TASK REQUIREMENTS —
Every line below that includes "result" counts toward the total. Report that total alone.

═════ RECORDS SHOWN ═════

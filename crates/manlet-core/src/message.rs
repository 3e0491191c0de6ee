use serde::{Deserialize, Serialize};

#[derive(Debug, Clone, Copy, PartialEq, Eq, Serialize, Deserialize)]
#[serde(rename_all = "lowercase")]
pub enum Role {
    User,
    Assistant,
    Tool,
}

/// Name of an action the assistant asked to invoke.
#[derive(Debug, Clone, PartialEq, Eq, Serialize, Deserialize)]
pub struct ToolCallRef {
    pub name: String,
}

/// One entry of the conversation history. Never mutated once appended.
///
/// Tool messages carry the tool name as `sender`.
#[derive(Debug, Clone, PartialEq, Serialize, Deserialize)]
#[serde(rename_all = "camelCase")]
pub struct ConversationMessage {
    pub role: Role,
    #[serde(default, skip_serializing_if = "Option::is_none")]
    pub sender: Option<String>,
    #[serde(default, skip_serializing_if = "Option::is_none")]
    pub content: Option<String>,
    #[serde(default, skip_serializing_if = "Vec::is_empty")]
    pub tool_calls: Vec<ToolCallRef>,
}

impl ConversationMessage {
    pub fn user(content: impl Into<String>) -> Self {
        Self {
            role: Role::User,
            sender: None,
            content: Some(content.into()),
            tool_calls: Vec::new(),
        }
    }

    /// An assistant turn. Empty text is stored as `None`.
    pub fn assistant(sender: impl Into<String>, content: &str, tool_calls: Vec<ToolCallRef>) -> Self {
        Self {
            role: Role::Assistant,
            sender: Some(sender.into()),
            content: (!content.is_empty()).then(|| content.to_string()),
            tool_calls,
        }
    }

    pub fn tool(tool_name: impl Into<String>, result: impl Into<String>) -> Self {
        Self {
            role: Role::Tool,
            sender: Some(tool_name.into()),
            content: Some(result.into()),
            tool_calls: Vec::new(),
        }
    }

    pub fn text(&self) -> &str {
        self.content.as_deref().unwrap_or("")
    }
}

═════

WRITTEN ANSWER —
2